It didn’t get a lot of notice in Iowa last month when the U.S. Department of Energy chose Ames Laboratory to lead one of only five Energy Innovation Hubs. But a closer look shows how big of a deal the Critical Materials Institute is for the lab and Iowa State University, which operates the installation on a DOE contract. It’s huge, one DOE observer told me: “Knock-your-socks-off huge.”
The hubs are designed, DOE says, to target major national energy goals by integrating and coordinating research across multiple institutions in a way similar to the Manhattan Project and other efforts. One institution was chosen to head each hub, overseeing the research and the money – for Ames Lab’s Critical Materials Institute, that’s $120 million over five years.
The hubs were awarded competitively, and naming Ames Lab to lead the effort in critical materials recognizes the facility’s expertise in rare earth elements and materials science. Long before China came to dominate rare-earth production, making the metals a cause célèbre for American policymakers, Ames Lab was studying their properties and uses in high-tech magnets and other devices. For decades, the lab maintained the Rare-earth Information Center, a clearinghouse and database for information about rare-earths research developments, and issued the quarterly RIC News. (I received and read the newsletter during my years as Ames bureau reporter for the Des Moines Register.)
Ames Lab metallurgist Karl Gschneidner even has become known internationally as “Mr. Rare Earth” for his research in the subject since earning his 1957 doctoral at ISU. Gschneidner still works at Ames Lab and will be chief scientist for the Critical Materials Institute.
The other hubs provide clues to how big this is for Ames Lab and ISU. The lab is considered a minor star in the constellation of DOE facilities. Because it’s largely dedicated to a single subject – materials – it’s smaller and ranks behind the multipurpose national laboratories like Lawrence Berkeley.
Now look at the two other labs chosen to lead hubs: Argonne National Laboratory, near Chicago, which runs the Batteries and Energy Storage Hub, and Tennessee’s Oak Ridge National Laboratory, which runs the Nuclear Modeling and Simulation Innovation Hub. They’re among the system’s largest, with big research portfolios and giant facilities, like linear accelerators and world-leading supercomputers.
Next, consider the Critical Materials Institute’s partner institutions: Idaho, Lawrence Livermore and Oak Ridge national laboratories, along with multiple universities (including ISU) and companies (among them: General Electric). Each of those labs is bigger and, especially Livermore and Oak Ridge, have broader missions.

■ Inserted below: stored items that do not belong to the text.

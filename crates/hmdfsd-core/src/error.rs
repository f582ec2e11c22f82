//! Error types for the hmdfs daemon

use thiserror::Error;

/// Errors from the kernel control-channel protocol layer
#[derive(Error, Debug, Clone)]
pub enum ProtocolError {
    #[error("cid of {len} bytes does not fit the {max}-byte kernel field")]
    CopyOverflow { len: usize, max: usize },

    #[error("short read from control file: {got} of {want} bytes")]
    ShortRead { got: usize, want: usize },

    #[error("control file error: {0}")]
    ControlFile(String),

    #[error("unknown notify code {0}")]
    UnknownNotify(i32),
}

/// Errors from session admission and release
#[derive(Error, Debug, Clone)]
pub enum SessionError {
    #[error("no trusted device found for cid {0}")]
    UnknownDevice(String),

    #[error(transparent)]
    Protocol(#[from] ProtocolError),
}

/// Errors from the mount/unmount lifecycle
#[derive(Error, Debug)]
pub enum MountError {
    #[error("mount an empty/existent mountpoint {0}")]
    AlreadyMounted(String),

    #[error("umount an empty/non-existent mountpoint {0}")]
    NotMounted(String),

    #[error("no mountpoint for auth group {0}")]
    UnknownGroup(String),

    #[error("{syscall} failed on {path}: {source}")]
    Syscall {
        syscall: &'static str,
        path: String,
        source: std::io::Error,
    },
}

/// Errors from network agents and the device manager
#[derive(Error, Debug)]
pub enum AgentError {
    #[error("failed to open session to {cid}: {reason}")]
    OpenSession { cid: String, reason: String },

    #[error("link domain error: {0}")]
    Domain(String),

    #[error("mountpoint already joined a group: {0}")]
    GroupExists(String),

    #[error("mountpoint never joined a group: {0}")]
    GroupMissing(String),

    #[error("listener already registered for token {0}")]
    ListenerExists(u32),

    #[error(transparent)]
    Session(#[from] SessionError),

    #[error(transparent)]
    Platform(#[from] PlatformError),
}

/// Errors surfaced by platform collaborator SDKs
#[derive(Error, Debug, Clone)]
pub enum PlatformError {
    #[error("device manager call {call} failed with code {code}")]
    DeviceManager { call: &'static str, code: i32 },

    #[error("device profile unavailable for {0}")]
    ProfileUnavailable(String),

    #[error("storage manager call {call} failed with code {code}")]
    StorageManager { call: &'static str, code: i32 },

    #[error("security level query failed with code {0}")]
    SecurityLevel(i32),
}

/// Errors reading DeviceInfo fields before they are known
#[derive(Error, Debug, Clone, PartialEq, Eq)]
pub enum DeviceInfoError {
    #[error("cid has not been initialized")]
    CidNotInitialized,

    #[error("iid has not been initialized")]
    IidNotInitialized,
}
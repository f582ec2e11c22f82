//! Device lifecycle coordination
//!
//! The `DeviceManagerAgent` is the single point of contact with the
//! platform's device-presence and trust-group services. It classifies each
//! peer's trust relationship, binds the peer to the network agent of the
//! matching account group, and drives connect/disconnect through that
//! agent's command queue. It also keeps the per-caller listener registry
//! and the per-device docs-mount reference count.
//!
//! Per peer cid the lifecycle is:
//! `Unknown → TrustQueried → NetworkBound → (Wifi|P2p)Connected → Offline`.
//!
//! Platform SDK queries are synchronous remote calls; they are always made
//! outside the state lock, on the callback thread that delivered the event.

use std::collections::{HashMap, HashSet};
use std::sync::{Arc, Weak};

use async_trait::async_trait;
use parking_lot::{Mutex, RwLock};
use tokio::task::JoinHandle;
use tracing::{debug, error, info, warn};

use hmdfsd_core::{
    parse_group_list, AgentError, Config, DeviceInfo, DfsStatus, GroupInfo, NetworkType,
    MAX_RETRY_COUNT, SUPPORTED_OS_TYPE,
};

use crate::actor::{self, ActorHandle, Command, Handler};
use crate::mount_manager::GroupNotifier;
use crate::mount_point::MountPoint;
use crate::network_agent::{AgentCmd, NetworkAgentOps};
use crate::platform::{
    DeviceManagerSdk, DeviceProfileSdk, DeviceStateCallback, FileDfsListener, StorageManagerRpc,
};
use crate::MOUNT_DFS_COUNT_ONE;

/// Builds the network agent for a freshly joined mount point
pub type AgentFactory = Box<dyn Fn(Arc<MountPoint>) -> Arc<dyn NetworkAgentOps> + Send + Sync>;
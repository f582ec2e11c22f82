//! Core type definitions for the hmdfs daemon
//!
//! Peer identity, link classification, and trust-group records shared by the
//! device manager and the network agents.

use serde::{Deserialize, Serialize};
use tracing::warn;

use crate::error::DeviceInfoError;

/// Same-account trust group
pub const IDENTICAL_ACCOUNT_GROUP: i32 = 1;
/// Point-to-point (accountless) trust group
pub const PEER_TO_PEER_GROUP: i32 = 256;
/// Cross-account authorized trust group
pub const ACROSS_ACCOUNT_AUTHORIZE_GROUP: i32 = 1282;

/// Network-type bitmask bit signalling Wi-Fi capability
pub const NETWORK_TYPE_WIFI_BIT: u32 = 1 << 1;

/// Profile os_type value for peers running a compatible OS
pub const SUPPORTED_OS_TYPE: i32 = 10;

/// Physical link a session rides on
#[derive(Clone, Copy, Debug, PartialEq, Eq, Hash, Serialize, Deserialize)]
#[repr(u8)]
pub enum LinkType {
    /// Infrastructure Wi-Fi (AP)
    Ap = 0,
    /// Wi-Fi direct
    P2p = 1,
}

impl std::fmt::Display for LinkType {
    fn fmt(&self, f: &mut std::fmt::Formatter<'_>) -> std::fmt::Result {
        match self {
            LinkType::Ap => write!(f, "ap"),
            LinkType::P2p => write!(f, "p2p"),
        }
    }
}

/// Network-type bitmask reported by the platform device manager
#[derive(Clone, Copy, Debug, Default, PartialEq, Eq)]
pub struct NetworkType(pub u32);

impl NetworkType {
    pub fn is_wifi_capable(self) -> bool {
        self.0 & NETWORK_TYPE_WIFI_BIT != 0
    }
}

/// Identity of a peer device as seen by this daemon.
///
/// Both fields are learned asynchronously from platform callbacks, so either
/// may be unknown for a while. Reads return a typed error until the field is
/// initialized; writes keep first-write-wins semantics — a second set is a
/// logged no-op, matching the platform's delivery quirks where duplicate
/// callbacks re-announce the same device.
#[derive(Clone, Debug, Default)]
pub struct DeviceInfo {
    cid: Option<String>,
    iid: Option<u64>,
    udid: Option<String>,
}

impl DeviceInfo {
    pub fn new() -> Self {
        Self::default()
    }

    /// Build an info whose cid is already known (kernel-driven reconnects)
    pub fn from_cid(cid: impl Into<String>) -> Self {
        Self {
            cid: Some(cid.into()),
            iid: None,
            udid: None,
        }
    }

    /// Network/connection id of the peer
    pub fn cid(&self) -> Result<&str, DeviceInfoError> {
        self.cid.as_deref().ok_or(DeviceInfoError::CidNotInitialized)
    }

    /// Numeric instance id of the peer
    pub fn iid(&self) -> Result<u64, DeviceInfoError> {
        self.iid.ok_or(DeviceInfoError::IidNotInitialized)
    }

    /// Stable physical-device id (udid), when resolved
    pub fn udid(&self) -> Option<&str> {
        self.udid.as_deref()
    }

    pub fn set_cid(&mut self, cid: impl Into<String>) {
        if self.cid.is_some() {
            warn!("cid has been initialized, ignoring rewrite");
            return;
        }
        self.cid = Some(cid.into());
    }

    pub fn set_iid(&mut self, iid: u64) {
        if self.iid.is_some() {
            warn!("iid has been initialized, ignoring rewrite");
            return;
        }
        self.iid = Some(iid);
    }

    pub fn set_udid(&mut self, udid: impl Into<String>) {
        self.udid = Some(udid.into());
    }
}

/// One trust group a peer belongs to, parsed from the group-management
/// SDK's JSON group list
#[derive(Clone, Debug, Default, Serialize, Deserialize)]
pub struct GroupInfo {
    #[serde(rename = "groupName", default)]
    pub group_name: String,
    #[serde(rename = "groupId", default)]
    pub group_id: String,
    #[serde(rename = "groupOwner", default)]
    pub group_owner: String,
    #[serde(rename = "groupType", default)]
    pub group_type: i32,
}

impl GroupInfo {
    pub fn is_same_account(&self) -> bool {
        self.group_type == IDENTICAL_ACCOUNT_GROUP
    }
}

/// Parse the JSON group list returned by the group-management SDK.
///
/// Malformed entries are dropped rather than failing the whole list.
pub fn parse_group_list(json: &str) -> Vec<GroupInfo> {
    match serde_json::from_str::<Vec<serde_json::Value>>(json) {
        Ok(values) => values
            .into_iter()
            .filter_map(|v| serde_json::from_value(v).ok())
            .collect(),
        Err(e) => {
            warn!("failed to parse group list: {e}");
            Vec::new()
        }
    }
}

/// Cross-device file-access status pushed to registered listeners
#[derive(Clone, Copy, Debug, PartialEq, Eq)]
#[repr(i32)]
pub enum DfsStatus {
    Offline = 0,
    Online = 1,
}

#[cfg(test)]
mod tests {
    use super::*;

    #[test]
    fn test_device_info_first_write_wins() {
        let mut info = DeviceInfo::new();
        assert_eq!(info.cid(), Err(DeviceInfoError::CidNotInitialized));

        info.set_cid("peer-a");
        info.set_cid("peer-b"); // ignored
        assert_eq!(info.cid().unwrap(), "peer-a");

        assert_eq!(info.iid(), Err(DeviceInfoError::IidNotInitialized));
        info.set_iid(7);
        info.set_iid(8); // ignored
        assert_eq!(info.iid().unwrap(), 7);
    }

    #[test]
    fn test_network_type_wifi_bit() {
        assert!(NetworkType(NETWORK_TYPE_WIFI_BIT).is_wifi_capable());
        assert!(NetworkType(NETWORK_TYPE_WIFI_BIT | 1).is_wifi_capable());
        assert!(!NetworkType(1).is_wifi_capable());
        assert!(!NetworkType::default().is_wifi_capable());
    }

    #[test]
    fn test_parse_group_list() {
        let json = r#"[
            {"groupName":"home","groupId":"g1","groupOwner":"pkg.a","groupType":1},
            {"groupName":"share","groupId":"g2","groupOwner":"pkg.b","groupType":256}
        ]"#;
        let groups = parse_group_list(json);
        assert_eq!(groups.len(), 2);
        assert!(groups[0].is_same_account());
        assert!(!groups[1].is_same_account());
    }

    #[test]
    fn test_parse_group_list_malformed() {
        assert!(parse_group_list("not json").is_empty());
        // entries with missing fields still parse via defaults
        let groups = parse_group_list(r#"[{"groupId":"g1"}]"#);
        assert_eq!(groups.len(), 1);
        assert_eq!(groups[0].group_type, 0);
    }
}
//! Session admission control and reference counting
//!
//! The pool decides whether a freshly opened or offered session is kept,
//! and tracks how many kernel-visible links exist per (device, link-type)
//! pair so duplicate sockets are never sunk for the same pair and the
//! kernel-side offline notice is only sent when the last link goes away.
//!
//! All mutation happens on the owning agent's actor task (kernel poll
//! callbacks post commands instead of calling in), so a single plain mutex
//! suffices.

use std::collections::HashMap;
use std::os::unix::io::RawFd;
use std::sync::Arc;

use parking_lot::Mutex;
use tracing::{debug, info, warn};

use hmdfsd_core::{LinkType, SessionError};

use crate::kernel_talker::KernelTalker;
use crate::platform::DeviceManagerSdk;
use crate::session::Session;

fn device_key(device_id: &str, link_type: LinkType) -> String {
    format!("{}_{}", device_id, link_type as u8)
}

#[derive(Default)]
struct PoolState {
    /// Live user-space sessions not yet released
    usr_space_session_pool: Vec<Arc<dyn Session>>,
    /// Kernel-occupied session slots
    occupy_session: HashMap<i32, LinkType>,
    /// (device, link) -> number of concurrently sunk sessions
    device_connect_count: HashMap<String, u32>,
    /// cid -> stable device id cache
    device_id_by_cid: HashMap<String, String>,
}

pub struct SessionPool {
    talker: Arc<KernelTalker>,
    device_sdk: Arc<dyn DeviceManagerSdk>,
    state: Mutex<PoolState>,
}

impl SessionPool {
    pub fn new(talker: Arc<KernelTalker>, device_sdk: Arc<dyn DeviceManagerSdk>) -> Self {
        Self {
            talker,
            device_sdk,
            state: Mutex::new(PoolState::default()),
        }
    }

    /// Record a session id the kernel reported as occupied, without taking
    /// ownership of a session object
    pub fn occupy_session(&self, session_id: i32, link_type: LinkType) {
        self.state.lock().occupy_session.insert(session_id, link_type);
    }

    pub fn find_session(&self, session_id: i32) -> bool {
        self.state.lock().occupy_session.contains_key(&session_id)
    }

    /// Admit a session: count the (device, link) reference, keep the session
    /// unless an equivalent link is already live, and hand the socket to the
    /// kernel either way.
    pub fn hold_session(
        &self,
        session: Arc<dyn Session>,
        back_stage: bool,
    ) -> Result<(), SessionError> {
        let cid = session.cid().to_string();
        let link_type = session.link_type();

        // Resolve outside the lock: the directory query is a platform call.
        let cached = self.state.lock().device_id_by_cid.get(&cid).cloned();
        let device_id = match cached {
            Some(id) => id,
            None => self.resolve_device_id(&cid),
        };

        let duplicate = {
            let mut state = self.state.lock();
            state.device_id_by_cid.insert(cid.clone(), device_id.clone());

            let duplicate = Self::device_connect_count_only(&mut state, &device_id, link_type);
            if duplicate {
                // A link to this device is already pooled; keeping a second
                // live session would leak it once the kernel adopts one fd.
                info!("duplicate {link_type} link to {device_id}, not pooling session");
            } else {
                state.usr_space_session_pool.push(Arc::clone(&session));
            }
            state
                .occupy_session
                .insert(session.session_id(), link_type);
            duplicate
        };

        debug!(
            "hold session cid {cid} device {device_id} link {link_type} duplicate {duplicate}"
        );
        self.talker.sink_session_to_kernel(session.as_ref(), back_stage)?;
        Ok(())
    }

    /// Release the pooled session owning `fd`. Returns the link type it was
    /// riding on, or `None` (with no state change) if no session matched.
    pub fn release_session(&self, fd: RawFd) -> Option<LinkType> {
        let mut state = self.state.lock();
        let idx = state
            .usr_space_session_pool
            .iter()
            .position(|s| s.handle() == fd)?;
        let session = state.usr_space_session_pool.remove(idx);
        let link_type = session.link_type();
        let cid = session.cid().to_string();

        state.occupy_session.remove(&session.session_id());
        Self::device_disconnect_count_only(&mut state, &cid, link_type, false);

        debug!("released session fd {fd} cid {cid} link {link_type}");
        Some(link_type)
    }

    /// Release every pooled session for `cid` on `link_type`; driven by
    /// device-offline events rather than a raw socket close. Returns the
    /// removed sessions (for the caller to close at the transport) and
    /// whether the last link is gone — only then should the kernel be told
    /// the peer is offline.
    pub fn release_session_by_cid(
        &self,
        cid: &str,
        link_type: LinkType,
        force_clear: bool,
    ) -> (Vec<Arc<dyn Session>>, bool) {
        let mut state = self.state.lock();

        let mut removed = Vec::new();
        state.usr_space_session_pool.retain(|s| {
            if s.cid() == cid && s.link_type() == link_type {
                removed.push(Arc::clone(s));
                false
            } else {
                true
            }
        });
        for session in &removed {
            state.occupy_session.remove(&session.session_id());
        }

        let last = Self::device_disconnect_count_only(&mut state, cid, link_type, force_clear);
        debug!(
            "released {} session(s) for cid {cid} link {link_type}, last {last}",
            removed.len()
        );
        (removed, last)
    }

    /// Empty the pool and the occupancy map. Does not notify the kernel;
    /// that stays the caller's call.
    pub fn release_all_session(&self) {
        let mut state = self.state.lock();
        let n = state.usr_space_session_pool.len();
        state.usr_space_session_pool.clear();
        state.occupy_session.clear();
        state.device_connect_count.clear();
        info!("released all {n} session(s)");
    }

    /// Current number of pooled user-space sessions
    pub fn session_count(&self) -> usize {
        self.state.lock().usr_space_session_pool.len()
    }

    /// Current (device, link) reference count
    pub fn device_connect_count(&self, device_id: &str, link_type: LinkType) -> u32 {
        self.state
            .lock()
            .device_connect_count
            .get(&device_key(device_id, link_type))
            .copied()
            .unwrap_or(0)
    }

    fn resolve_device_id(&self, cid: &str) -> String {
        match self.device_sdk.get_trusted_device_list() {
            Ok(devices) => {
                for device in devices {
                    if device.cid().map(|c| c == cid).unwrap_or(false) {
                        if let Some(udid) = device.udid() {
                            return udid.to_string();
                        }
                    }
                }
                warn!("cid {cid} not in the trusted device list, keying by cid");
                cid.to_string()
            }
            Err(e) => {
                warn!("trusted device list unavailable ({e}), keying by cid");
                cid.to_string()
            }
        }
    }

    /// Count one more link to (device, link). Returns true when a link was
    /// already live before this one — the caller must then skip pooling.
    fn device_connect_count_only(
        state: &mut PoolState,
        device_id: &str,
        link_type: LinkType,
    ) -> bool {
        let key = device_key(device_id, link_type);
        let count = state.device_connect_count.entry(key).or_insert(0);
        let duplicate = *count >= 1;
        *count += 1;
        duplicate
    }

    /// Count one link down. Returns true iff the count reaches zero (or
    /// `force_clear` is set), meaning the kernel-side offline notice should
    /// now actually be sent; the counter and the cid cache entry are erased
    /// then.
    fn device_disconnect_count_only(
        state: &mut PoolState,
        cid: &str,
        link_type: LinkType,
        force_clear: bool,
    ) -> bool {
        let device_id = state
            .device_id_by_cid
            .get(cid)
            .cloned()
            .unwrap_or_else(|| cid.to_string());
        let key = device_key(&device_id, link_type);

        let Some(count) = state.device_connect_count.get_mut(&key) else {
            return force_clear;
        };
        if force_clear || *count <= 1 {
            state.device_connect_count.remove(&key);
            state.device_id_by_cid.remove(cid);
            true
        } else {
            *count -= 1;
            false
        }
    }
}

#[cfg(test)]
mod tests {
    use super::*;
    use std::sync::Arc;

    use parking_lot::RwLock;

    use hmdfsd_core::{
        config::PeerEntry, DeviceInfo, MountArgumentDescriptors, CID_MAX_LEN, KEY_MAX_LEN,
    };

    use crate::mount_point::MountPoint;
    use crate::platform::StaticPlatform;

    struct FakeSession {
        cid: String,
        fd: RawFd,
        id: i32,
        link: LinkType,
    }

    impl FakeSession {
        fn new(cid: &str, fd: RawFd, id: i32, link: LinkType) -> Arc<Self> {
            Arc::new(Self {
                cid: cid.into(),
                fd,
                id,
                link,
            })
        }
    }

    impl Session for FakeSession {
        fn is_from_server(&self) -> bool {
            false
        }
        fn cid(&self) -> &str {
            &self.cid
        }
        fn handle(&self) -> RawFd {
            self.fd
        }
        fn session_id(&self) -> i32 {
            self.id
        }
        fn key(&self) -> &[u8; KEY_MAX_LEN] {
            &[7u8; KEY_MAX_LEN]
        }
        fn link_type(&self) -> LinkType {
            self.link
        }
        fn release(&self) {}
        fn disable_listener(&self) {}
    }

    fn pool_fixture() -> (SessionPool, tempfile::NamedTempFile, Arc<MountPoint>) {
        let ctrl = tempfile::NamedTempFile::new().unwrap();
        let mut arg = MountArgumentDescriptors::alpha(100, "account");
        arg.ctrl_path_override = Some(ctrl.path().to_path_buf());
        let mp = Arc::new(MountPoint::new(arg));

        let talker = KernelTalker::new(
            Arc::downgrade(&mp),
            Arc::new(RwLock::new(DeviceInfo::new())),
            50,
            Box::new(|_| {}),
            Box::new(|_| {}),
        );

        let platform = Arc::new(StaticPlatform::new(
            "local",
            1,
            vec![PeerEntry {
                cid: "X".into(),
                device_id: "dev-x".into(),
                address: "127.0.0.1:1".into(),
                ..Default::default()
            }],
        ));

        (SessionPool::new(talker, platform), ctrl, mp)
    }

    #[test]
    fn test_duplicate_admission_keeps_one_session() {
        // Scenario: two sessions for the same cid, device and link
        let (pool, _ctrl, _mp) = pool_fixture();

        let a = FakeSession::new("X", 10, 1, LinkType::Ap);
        let b = FakeSession::new("X", 11, 2, LinkType::Ap);

        pool.hold_session(a, false).unwrap();
        pool.hold_session(b, false).unwrap();

        assert_eq!(pool.session_count(), 1);
        assert_eq!(pool.device_connect_count("dev-x", LinkType::Ap), 2);
        // both ids are kernel-occupied regardless of pooling
        assert!(pool.find_session(1));
        assert!(pool.find_session(2));
    }

    #[test]
    fn test_distinct_links_are_both_pooled() {
        let (pool, _ctrl, _mp) = pool_fixture();

        pool.hold_session(FakeSession::new("X", 10, 1, LinkType::Ap), false)
            .unwrap();
        pool.hold_session(FakeSession::new("X", 11, 2, LinkType::P2p), false)
            .unwrap();

        assert_eq!(pool.session_count(), 2);
        assert_eq!(pool.device_connect_count("dev-x", LinkType::Ap), 1);
        assert_eq!(pool.device_connect_count("dev-x", LinkType::P2p), 1);
    }

    #[test]
    fn test_release_unknown_fd_is_a_no_op() {
        let (pool, _ctrl, _mp) = pool_fixture();
        pool.hold_session(FakeSession::new("X", 10, 1, LinkType::Ap), false)
            .unwrap();

        assert_eq!(pool.release_session(999), None);
        assert_eq!(pool.session_count(), 1);
        assert_eq!(pool.device_connect_count("dev-x", LinkType::Ap), 1);
    }

    #[test]
    fn test_release_by_fd_balances_the_count() {
        let (pool, _ctrl, _mp) = pool_fixture();
        pool.hold_session(FakeSession::new("X", 10, 1, LinkType::Ap), false)
            .unwrap();

        assert_eq!(pool.release_session(10), Some(LinkType::Ap));
        assert_eq!(pool.session_count(), 0);
        assert_eq!(pool.device_connect_count("dev-x", LinkType::Ap), 0);
        assert!(!pool.find_session(1));
    }

    #[test]
    fn test_last_link_detection() {
        let (pool, _ctrl, _mp) = pool_fixture();
        pool.hold_session(FakeSession::new("X", 10, 1, LinkType::Ap), false)
            .unwrap();
        pool.hold_session(FakeSession::new("X", 11, 2, LinkType::Ap), false)
            .unwrap();

        // two counted links: a plain decrement is not the last one
        let (removed, last) = pool.release_session_by_cid("X", LinkType::Ap, false);
        assert_eq!(removed.len(), 1);
        assert!(!last);
        assert_eq!(pool.device_connect_count("dev-x", LinkType::Ap), 1);

        // the second decrement is
        let (_, last) = pool.release_session_by_cid("X", LinkType::Ap, false);
        assert!(last);
        assert_eq!(pool.device_connect_count("dev-x", LinkType::Ap), 0);
    }

    #[test]
    fn test_force_clear_short_circuits_the_count() {
        let (pool, _ctrl, _mp) = pool_fixture();
        pool.hold_session(FakeSession::new("X", 10, 1, LinkType::Ap), false)
            .unwrap();
        pool.hold_session(FakeSession::new("X", 11, 2, LinkType::Ap), false)
            .unwrap();

        let (removed, last) = pool.release_session_by_cid("X", LinkType::Ap, true);
        assert_eq!(removed.len(), 1);
        assert!(last);
        assert_eq!(pool.device_connect_count("dev-x", LinkType::Ap), 0);
        assert_eq!(pool.session_count(), 0);
    }

    #[test]
    fn test_release_all_sessions() {
        let (pool, _ctrl, _mp) = pool_fixture();
        pool.hold_session(FakeSession::new("X", 10, 1, LinkType::Ap), false)
            .unwrap();
        pool.hold_session(FakeSession::new("X", 11, 2, LinkType::P2p), false)
            .unwrap();
        pool.occupy_session(33, LinkType::Ap);

        pool.release_all_session();
        assert_eq!(pool.session_count(), 0);
        assert!(!pool.find_session(33));
        assert_eq!(pool.device_connect_count("dev-x", LinkType::Ap), 0);
    }

    #[test]
    fn test_unknown_cid_is_keyed_by_itself() {
        let (pool, _ctrl, _mp) = pool_fixture();
        pool.hold_session(FakeSession::new("stranger", 10, 1, LinkType::Ap), false)
            .unwrap();
        assert_eq!(pool.device_connect_count("stranger", LinkType::Ap), 1);
    }

    #[test]
    fn test_oversized_cid_surfaces_a_protocol_error() {
        let (pool, _ctrl, _mp) = pool_fixture();
        let big = "z".repeat(CID_MAX_LEN);
        let err = pool
            .hold_session(FakeSession::new(&big, 10, 1, LinkType::Ap), false)
            .unwrap_err();
        assert!(matches!(err, SessionError::Protocol(_)));
    }
}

Getting the critical materials hub is a plum that’s vaulted Ames Lab into a pretty good neighborhood.
But money may be an even bigger gauge of the program’s importance to the lab. If the $120 million is split over the hub’s five-year life, it’s $24 million a year (although it’s unlikely to be doled out in such regular installments, the DOE observer told me). The lab’s 2011 estimated budget was just $33.5 million. The hub grant, in theory, would almost double that.
Ames Lab and its director, Alex King (who also heads the hub) will pass most of that money through to the other institutions. (An Ames Lab article says in the first year the lab will get about $2.9 million for operation and $6.8 million for capital expenditures. In later years it will get $5 million to $7 million for operations.) But, as my contact told me, Ames Lab will have a big say in how the money is spent.
Like its role the Manhattan Project, the materials hub is another chance for Ames Laboratory, ISU and Iowa to help the United States get more of the elements needed for energy efficiency, defense and other vital needs, and to find alternatives to those we can’t get.